But many of the web 3.0 advantages are hard to adopt as a large, existing, web 2.0 company. The big ideas: ownership, collaboration, and community are new foundational principles.
the next evolution of companies will be created in public with early customers, partners, and supporters. They’ll be community-owned and operated, building upon the playbooks created by these early NFT and play-to-earn projects.
Now, as I talk to Founders, one of the first questions I ask is: “Have you set up a Discord group yet? Do you have anyone in your community?” I don’t think that there is a point that is too early, because you’re going to learn so much and maybe the product that you wanted to build isn’t what your customers wanted.
One of the key metrics that’s changing is that it’s not just about eyeballs anymore, here in web 3.0, the real metrics are commerce. How many people purchase an NFT? How many people purchase a social token that gives you membership into a community? And then how many of them participate in that community and take some action in that community?

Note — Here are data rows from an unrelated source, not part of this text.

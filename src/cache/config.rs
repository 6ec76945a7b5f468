//! 缓存配置

use crate::consts::{DEFAULT_ALLOCATION_LIMIT, DEFAULT_SLOT_LIMIT};

/// 释放策略
///
/// 决定 `free_block` 在收到未提交（或已过期）句柄时的行为。
#[derive(Debug, Clone, Copy, PartialEq, Eq, Default)]
pub enum FreePolicy {
    /// 兼容行为：不做任何链表操作，但已提交计数仍然减一
    #[default]
    Legacy,
    /// 严格行为：返回 `NotCommitted` 错误，状态不变
    Strict,
}

/// 缓存配置
#[derive(Debug, Clone, Copy, PartialEq, Eq)]
pub struct CacheConfig {
    /// 所有已提交块的总字节预算
    ///
    /// 只有 `insert` 路径会据此驱逐，`commit` 不检查
    pub allocation_limit: usize,
    /// 槽位数量（至少为 1）
    pub slot_limit: usize,
    /// 释放策略
    pub free_policy: FreePolicy,
}

impl Default for CacheConfig {
    fn default() -> Self {
        Self {
            allocation_limit: DEFAULT_ALLOCATION_LIMIT,
            slot_limit: DEFAULT_SLOT_LIMIT,
            free_policy: FreePolicy::Legacy,
        }
    }
}

impl CacheConfig {
    /// 设置字节预算
    pub fn with_allocation_limit(mut self, limit: usize) -> Self {
        self.allocation_limit = limit;
        self
    }

    /// 设置槽位数量
    pub fn with_slot_limit(mut self, limit: usize) -> Self {
        self.slot_limit = limit;
        self
    }

    /// 设置释放策略
    pub fn with_free_policy(mut self, policy: FreePolicy) -> Self {
        self.free_policy = policy;
        self
    }
}
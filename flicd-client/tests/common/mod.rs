//! Scripted daemon over a loopback socket, plus a handler that records
//! every callback as a line of text.

#![allow(dead_code)]

use std::collections::VecDeque;
use std::io::{Read, Write};
use std::net::{Shutdown, TcpListener, TcpStream};
use std::sync::mpsc::{self, Receiver, Sender};
use std::sync::Arc;
use std::thread::{self, JoinHandle};
use std::time::Duration;

use flicd_client::protocol::{
    AdvertisementPacket, BdAddr, BluetoothControllerState, ButtonEvent, ButtonEventKind,
    ButtonInfo, Command, ConnectionStatus, CreateConnectionChannelError, DaemonInfo,
    DisconnectReason, Event, Frame, FrameParser, RemovedReason, ScanWizardResult,
};
use flicd_client::{
    Client, ClientConfig, ClientError, ConnectionChannelHandler, GeneralHandler,
    ScanWizardHandler, ScannerHandler,
};

pub const TIMEOUT: Duration = Duration::from_secs(5);

pub fn addr(text: &str) -> BdAddr {
    text.parse().unwrap()
}

/// Daemon end of the connection
pub struct FakeDaemon {
    stream: TcpStream,
    parser: FrameParser,
    frames: VecDeque<Frame>,
}

impl FakeDaemon {
    /// Read the next command the client wrote
    pub fn expect_command(&mut self) -> Command {
        loop {
            if let Some(frame) = self.frames.pop_front() {
                return Command::from_frame(&frame).expect("malformed command");
            }
            let mut buf = [0u8; 256];
            let n = self.stream.read(&mut buf).expect("daemon read failed");
            assert!(n > 0, "client closed the connection");
            let mut out = Vec::new();
            self.parser.feed_bytes(&buf[..n], &mut out);
            self.frames.extend(out);
        }
    }

    pub fn send(&mut self, event: Event) {
        let bytes = event.to_frame().unwrap().encode_to_vec().unwrap();
        self.stream.write_all(&bytes).unwrap();
    }

    pub fn send_raw(&mut self, bytes: &[u8]) {
        self.stream.write_all(bytes).unwrap();
    }

    /// Drop the connection as a crashing daemon would
    pub fn hang_up(&mut self) {
        let _ = self.stream.shutdown(Shutdown::Both);
    }

    /// True once the client has shut its side down
    pub fn sees_eof(&mut self) -> bool {
        let mut buf = [0u8; 64];
        loop {
            match self.stream.read(&mut buf) {
                Ok(0) => return true,
                Ok(_) => continue,
                Err(_) => return false,
            }
        }
    }
}

/// Client connected to a fake daemon with its event loop on a thread
pub struct Harness {
    pub client: Client,
    pub daemon: FakeDaemon,
    runner: Option<JoinHandle<Result<(), ClientError>>>,
}

impl Harness {
    pub fn start() -> Self {
        let listener = TcpListener::bind("127.0.0.1:0").unwrap();
        let port = listener.local_addr().unwrap().port();

        let (client, event_loop) = Client::connect(&ClientConfig::new("127.0.0.1", port)).unwrap();
        let (stream, _) = listener.accept().unwrap();
        stream.set_read_timeout(Some(TIMEOUT)).unwrap();

        let runner = thread::spawn(move || event_loop.run());
        Harness {
            client,
            daemon: FakeDaemon {
                stream,
                parser: FrameParser::new(),
                frames: VecDeque::new(),
            },
            runner: Some(runner),
        }
    }

    /// Wait for the event loop to return
    pub fn join(&mut self) -> Result<(), ClientError> {
        self.runner
            .take()
            .expect("event loop already joined")
            .join()
            .expect("event loop panicked")
    }

    /// Open a channel and answer its create command
    pub fn open_channel(
        &mut self,
        bd_addr: BdAddr,
        handler: Arc<dyn ConnectionChannelHandler>,
        status: ConnectionStatus,
    ) -> u32 {
        let conn_id = self.client.add_connection_channel(bd_addr, handler).unwrap();
        assert!(matches!(
            self.daemon.expect_command(),
            Command::CreateConnectionChannel { conn_id: id, .. } if id == conn_id
        ));
        self.daemon.send(Event::CreateConnectionChannelResponse {
            conn_id,
            error: CreateConnectionChannelError::NoError,
            connection_status: status,
        });
        conn_id
    }
}

impl Drop for Harness {
    fn drop(&mut self) {
        if let Some(runner) = self.runner.take() {
            self.client.close();
            let _ = runner.join();
        }
    }
}

/// Handler writing one line per callback
pub struct Recorder {
    tx: Sender<String>,
}

pub struct Notes {
    rx: Receiver<String>,
}

pub fn recorder() -> (Arc<Recorder>, Notes) {
    let (tx, rx) = mpsc::channel();
    (Arc::new(Recorder { tx }), Notes { rx })
}

impl Recorder {
    pub fn note(&self, line: String) {
        let _ = self.tx.send(line);
    }
}

impl Notes {
    pub fn next(&self) -> String {
        self.rx.recv_timeout(TIMEOUT).expect("no callback arrived")
    }

    pub fn assert_quiet(&self) {
        if let Ok(line) = self.rx.recv_timeout(Duration::from_millis(200)) {
            panic!("unexpected callback: {line}");
        }
    }
}

impl ConnectionChannelHandler for Recorder {
    fn on_create_response(
        &self,
        _: &Client,
        conn_id: u32,
        error: CreateConnectionChannelError,
        status: ConnectionStatus,
    ) {
        self.note(format!("created {conn_id} {error:?} {status:?}"));
    }

    fn on_connection_status_changed(
        &self,
        _: &Client,
        conn_id: u32,
        status: ConnectionStatus,
        reason: DisconnectReason,
    ) {
        self.note(format!("status {conn_id} {status:?} {reason:?}"));
    }

    fn on_removed(&self, _: &Client, conn_id: u32, reason: RemovedReason) {
        self.note(format!("removed {conn_id} {reason:?}"));
    }

    fn on_button_event(&self, _: &Client, conn_id: u32, kind: ButtonEventKind, event: ButtonEvent) {
        let timing = if event.was_queued { "queued" } else { "live" };
        self.note(format!(
            "button {conn_id} {kind:?} {:?} {timing}",
            event.click_type
        ));
    }
}

impl ScannerHandler for Recorder {
    fn on_advertisement_packet(&self, _: &Client, scan_id: u32, packet: &AdvertisementPacket) {
        self.note(format!("adv {scan_id} {} {}", packet.bd_addr, packet.name));
    }
}

impl ScanWizardHandler for Recorder {
    fn on_found_private_button(&self, _: &Client, id: u32) {
        self.note(format!("private {id}"));
    }

    fn on_found_public_button(&self, _: &Client, id: u32, bd_addr: BdAddr, name: &str) {
        self.note(format!("public {id} {bd_addr} {name}"));
    }

    fn on_button_connected(&self, _: &Client, id: u32, bd_addr: BdAddr, name: &str) {
        self.note(format!("connected {id} {bd_addr} {name}"));
    }

    fn on_completed(
        &self,
        _: &Client,
        id: u32,
        result: ScanWizardResult,
        bd_addr: Option<BdAddr>,
        name: Option<&str>,
    ) {
        let bd_addr = bd_addr.map(|a| a.to_string()).unwrap_or_else(|| "-".into());
        self.note(format!(
            "completed {id} {result:?} {bd_addr} {}",
            name.unwrap_or("-")
        ));
    }
}

impl GeneralHandler for Recorder {
    fn on_new_verified_button(&self, _: &Client, bd_addr: BdAddr) {
        self.note(format!("verified {bd_addr}"));
    }

    fn on_bluetooth_controller_state_change(&self, _: &Client, state: BluetoothControllerState) {
        self.note(format!("controller {state:?}"));
    }

    fn on_no_space_for_new_connection(&self, _: &Client, max: u8) {
        self.note(format!("no space {max}"));
    }

    fn on_got_space_for_new_connection(&self, _: &Client, max: u8) {
        self.note(format!("got space {max}"));
    }

    fn on_button_deleted(&self, _: &Client, bd_addr: BdAddr, by_us: bool) {
        self.note(format!("deleted {bd_addr} {by_us}"));
    }
}

pub fn daemon_info(max_pending: u8, verified: Vec<BdAddr>) -> DaemonInfo {
    DaemonInfo {
        bluetooth_controller_state: BluetoothControllerState::Attached,
        my_bd_addr: addr("00:11:22:33:44:55"),
        my_bd_addr_type: flicd_client::protocol::BdAddrType::PublicBdAddrType,
        max_pending_connections: max_pending,
        max_concurrently_connected_buttons: -1,
        current_pending_connections: 0,
        currently_no_space_for_new_connection: false,
        verified_buttons: verified,
    }
}

pub fn button_info(bd_addr: BdAddr, uuid: Option<[u8; 16]>) -> ButtonInfo {
    ButtonInfo {
        bd_addr,
        uuid: uuid.and_then(flicd_client::protocol::ButtonUuid::from_bytes),
        color: None,
        serial_number: None,
        flic_version: 2,
        firmware_version: 10,
    }
}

Now that the supply chain for creators is getting digitized, you can mint an NFT instead of having a factory produce a physical item. I think that enables participation in commerce and the ability to build global commerce businesses at a massive scale where the only real barrier is creativity and ideas.
Community building is going to be one of the most important, if not the most important, skill set for future Founders across industries. You need a community and you need it as early as possible for whatever product that you’re going to build.